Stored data
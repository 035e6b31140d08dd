//! L2 (exam-based) expansion: exam-scenario x language-cert x major cross
//! product (§4.5 L2).

use crate::domain::catalog::{
    ccqt_scale, conduct_rank, formable_groups, group_by_code, major_code_table, performance_rank,
    CcqtType, Subject, VSAT_WHITELIST,
};
use crate::domain::profile::{ExamType, StudentProfile};
use crate::domain::wire::UserInputL2;
use crate::error::{EngineError, Result};
use tracing::debug;

/// A `(groupCode, score)` pair representing one hypothetical admission
/// basis, tagged with the source it came from (observability only).
#[derive(Debug, Clone)]
struct Scenario {
    group_code: String,
    score: f64,
}

/// One language-certificate bucket: a display name and its bucket score.
#[derive(Debug, Clone)]
struct CertBucket {
    ten_ccta: String,
    diem_ccta: f64,
}

pub fn expand(profile: &StudentProfile) -> Result<Vec<UserInputL2>> {
    profile.validate()?;
    require_standing(profile)?;

    let scenarios = collect_scenarios(profile);
    let cert_buckets = collect_cert_buckets(profile);
    let majors = major_code_table();

    let mut out = Vec::new();
    for major_name in &profile.candidate_majors {
        let Some(code) = majors.get(major_name.as_str()) else { continue };
        for scenario in &scenarios {
            if cert_buckets.is_empty() {
                out.push(build_input(profile, code, scenario, None));
            } else {
                for bucket in &cert_buckets {
                    out.push(build_input(profile, code, scenario, Some(bucket)));
                }
            }
        }
    }

    out.sort_by(|a, b| a.to_hop_mon.cmp(&b.to_hop_mon));
    Ok(out)
}

fn build_input(
    profile: &StudentProfile,
    major_code: &str,
    scenario: &Scenario,
    bucket: Option<&CertBucket>,
) -> UserInputL2 {
    UserInputL2 {
        nhom_nganh: major_code.to_string(),
        tinh_tp: profile.province.clone(),
        hoc_phi: profile.max_budget,
        cong_lap: profile.public_flag(),
        to_hop_mon: scenario.group_code.clone(),
        diem_chuan: scenario.score,
        diem_ccta: bucket.map(|b| b.diem_ccta),
        ten_ccta: bucket.map(|b| b.ten_ccta.clone()),
    }
}

/// Per spec §4.5 L2 step 1: academic performance and conduct for grades 10,
/// 11, 12 each map via the fixed enum→rank tables, missing grade ⇒
/// `InvalidInput`. Exempted when the student declared no standing at all —
/// an explicit carve-out for students relying purely on exam scenarios; see
/// DESIGN.md's Open Question decisions.
fn require_standing(profile: &StudentProfile) -> Result<()> {
    if profile.standing.performance.is_empty() && profile.standing.conduct.is_empty() {
        return Ok(());
    }
    for grade in [10u8, 11, 12] {
        let performance = profile.standing.performance.get(&grade).ok_or_else(|| {
            EngineError::invalid_input(format!("missing performance standing for grade {grade}"))
        })?;
        let conduct = profile.standing.conduct.get(&grade).ok_or_else(|| {
            EngineError::invalid_input(format!("missing conduct standing for grade {grade}"))
        })?;
        debug!(
            grade,
            performance_rank = performance_rank(*performance),
            conduct_rank = conduct_rank(*conduct),
            "grade standing mapped to rank"
        );
    }
    Ok(())
}

fn collect_scenarios(profile: &StudentProfile) -> Vec<Scenario> {
    let mut scenarios = Vec::new();
    scenarios.extend(national_scenarios(profile));
    scenarios.extend(vsat_scenarios(profile));
    scenarios.extend(dgnl_scenarios(profile));
    scenarios.extend(ccqt_scenarios(profile));
    scenarios.extend(talent_scenarios(profile));
    scenarios
}

fn national_scenarios(profile: &StudentProfile) -> Vec<Scenario> {
    let available = |s: Subject| profile.national_exam.contains_key(&s);
    formable_groups(available)
        .into_iter()
        .map(|g| Scenario {
            group_code: g.code.to_string(),
            score: g.subjects.iter().map(|s| profile.national_exam[s]).sum(),
        })
        .collect()
}

fn vsat_scenarios(profile: &StudentProfile) -> Vec<Scenario> {
    if profile.vsat.is_empty() {
        return vec![];
    }
    VSAT_WHITELIST
        .iter()
        .filter_map(|code| group_by_code(code))
        .filter(|g| g.subjects.iter().all(|s| profile.vsat.contains_key(s)))
        .map(|g| Scenario {
            group_code: g.code.to_string(),
            score: g.subjects.iter().map(|s| profile.vsat[s]).sum(),
        })
        .collect()
}

fn dgnl_scenarios(profile: &StudentProfile) -> Vec<Scenario> {
    profile
        .aptitude
        .iter()
        .filter(|a| a.exam_type == ExamType::Dgnl)
        .filter_map(|a| {
            let score: f64 = a.components.values().sum();
            Some(Scenario { group_code: "DGNL".to_string(), score })
        })
        .collect()
}

fn ccqt_scenarios(profile: &StudentProfile) -> Vec<Scenario> {
    profile
        .certifications
        .iter()
        .filter_map(|cert| {
            let ccqt_type = cert.ccqt_type?;
            let score = ccqt_scale(ccqt_type, &cert.level)?;
            Some(Scenario { group_code: ccqt_group_label(ccqt_type), score })
        })
        .collect()
}

fn ccqt_group_label(ty: CcqtType) -> String {
    match ty {
        CcqtType::Act => "ACT",
        CcqtType::Ib => "IB",
        CcqtType::Ossd => "OSSD",
        CcqtType::Sat => "SAT",
        CcqtType::Duolingo => "DUOLINGO",
        CcqtType::PteAcademic => "PTE",
        CcqtType::ALevel => "A_LEVEL",
    }
    .to_string()
}

fn talent_scenarios(profile: &StudentProfile) -> Vec<Scenario> {
    if profile.talent.is_empty() {
        return vec![];
    }
    // National takes precedence on conflict: combine talent with national,
    // national overriding.
    let mut combined = profile.talent.clone();
    for (subject, score) in &profile.national_exam {
        combined.insert(*subject, *score);
    }
    let has_talent_subject = |s: Subject| profile.talent.contains_key(&s);
    let available = |s: Subject| combined.contains_key(&s);

    formable_groups(available)
        .into_iter()
        .filter(|g| g.subjects.iter().any(|s| has_talent_subject(*s)))
        .map(|g| Scenario {
            group_code: g.code.to_string(),
            score: g.subjects.iter().map(|s| combined[s]).sum(),
        })
        .collect()
}

/// CCNN certificates split into JLPT and CEFR-capable buckets; each bucket
/// independently cross-products with scenarios and majors.
fn collect_cert_buckets(profile: &StudentProfile) -> Vec<CertBucket> {
    let mut buckets = Vec::new();
    for cert in &profile.certifications {
        if cert.exam_type != ExamType::Ccnn {
            continue;
        }
        if let Some(jlpt) = &cert.jlpt_level {
            buckets.push(CertBucket { ten_ccta: "JLPT".to_string(), diem_ccta: jlpt_score(jlpt) });
        } else if let Some(cefr) = &cert.cefr_level {
            buckets.push(CertBucket { ten_ccta: "CEFR".to_string(), diem_ccta: cefr_score(cefr) });
        }
    }
    buckets
}

fn jlpt_score(level: &str) -> f64 {
    match level {
        "N1" => 5.0,
        "N2" => 4.0,
        "N3" => 3.0,
        "N4" => 2.0,
        "N5" => 1.0,
        _ => 0.0,
    }
}

fn cefr_score(level: &str) -> f64 {
    match level {
        "C2" => 6.0,
        "C1" => 5.0,
        "B2" => 4.0,
        "B1" => 3.0,
        "A2" => 2.0,
        "A1" => 1.0,
        _ => 0.0,
    }
}

#[cfg(test)]
mod tests {
    use super::*;
    use crate::domain::profile::{Certification, GradeStanding};
    use std::collections::HashMap;

    fn empty_profile() -> StudentProfile {
        StudentProfile {
            id: "s1".into(),
            user_id: None,
            awards: vec![],
            certifications: vec![],
            national_exam: HashMap::new(),
            vsat: HashMap::new(),
            talent: HashMap::new(),
            aptitude: vec![],
            transcripts: vec![],
            standing: GradeStanding::default(),
            province: "HCM".into(),
            min_budget: 0.0,
            max_budget: 50.0,
            public_only: None,
            candidate_majors: vec!["Kế toán".to_string()],
            ethnic_minority_southern: false,
            very_few_ethnic_minority: false,
            heroes_and_contributors: false,
        }
    }

    #[test]
    fn empty_sources_yields_empty_list() {
        let profile = empty_profile();
        let inputs = expand(&profile).unwrap();
        assert!(inputs.is_empty());
    }

    #[test]
    fn results_are_sorted_by_to_hop_mon() {
        let mut profile = empty_profile();
        profile.national_exam.insert(Subject::Toan, 8.0);
        profile.national_exam.insert(Subject::VatLy, 7.0);
        profile.national_exam.insert(Subject::HoaHoc, 6.0);
        profile.national_exam.insert(Subject::TiengAnh, 9.0);
        let inputs = expand(&profile).unwrap();
        let codes: Vec<_> = inputs.iter().map(|i| i.to_hop_mon.clone()).collect();
        let mut sorted = codes.clone();
        sorted.sort();
        assert_eq!(codes, sorted);
    }

    #[test]
    fn vsat_respects_whitelist() {
        let mut profile = empty_profile();
        profile.vsat.insert(Subject::Toan, 100.0);
        profile.vsat.insert(Subject::HoaHoc, 90.0);
        profile.vsat.insert(Subject::SinhHoc, 80.0);
        let inputs = expand(&profile).unwrap();
        // B00 = Toan/HoaHoc/SinhHoc is formable but not whitelisted for VSAT.
        assert!(inputs.iter().all(|i| i.to_hop_mon != "B00"));
    }

    #[test]
    fn partial_standing_missing_a_grade_is_invalid_input() {
        use crate::domain::catalog::{ConductLabel, PerformanceLabel};
        let mut profile = empty_profile();
        profile.national_exam.insert(Subject::Toan, 8.0);
        profile.standing.performance.insert(10, PerformanceLabel::Gioi);
        profile.standing.conduct.insert(10, ConductLabel::Tot);
        // Grades 11/12 are absent: with any standing declared, every grade
        // in 10/11/12 must be present.
        assert!(expand(&profile).is_err());
    }

    #[test]
    fn complete_standing_across_all_grades_succeeds() {
        use crate::domain::catalog::{ConductLabel, PerformanceLabel};
        let mut profile = empty_profile();
        profile.national_exam.insert(Subject::Toan, 8.0);
        profile.national_exam.insert(Subject::VatLy, 7.0);
        profile.national_exam.insert(Subject::HoaHoc, 6.0);
        profile.national_exam.insert(Subject::TiengAnh, 9.0);
        for grade in [10u8, 11, 12] {
            profile.standing.performance.insert(grade, PerformanceLabel::Kha);
            profile.standing.conduct.insert(grade, ConductLabel::Tot);
        }
        assert!(expand(&profile).is_ok());
    }

    #[test]
    fn ccqt_act_boundary_emits_scenario() {
        let mut profile = empty_profile();
        profile.certifications.push(Certification {
            exam_type: ExamType::Ccqt,
            level: "36".to_string(),
            cefr_level: None,
            ccqt_type: Some(CcqtType::Act),
            jlpt_level: None,
        });
        let inputs = expand(&profile).unwrap();
        assert!(inputs.iter().any(|i| i.to_hop_mon == "ACT" && i.diem_chuan == 36.0));
    }
}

**Work to be completed**
Would you print, exactly as written, every line above from the one holding "Per spec §4.5" through the one holding "Open Question decisions.", with both included and no other lines?

**Solution to the problem**
/// Per spec §4.5 L2 step 1: academic performance and conduct for grades 10,
/// 11, 12 each map via the fixed enum→rank tables, missing grade ⇒
/// `InvalidInput`. Exempted when the student declared no standing at all —
/// an explicit carve-out for students relying purely on exam scenarios; see
/// DESIGN.md's Open Question decisions.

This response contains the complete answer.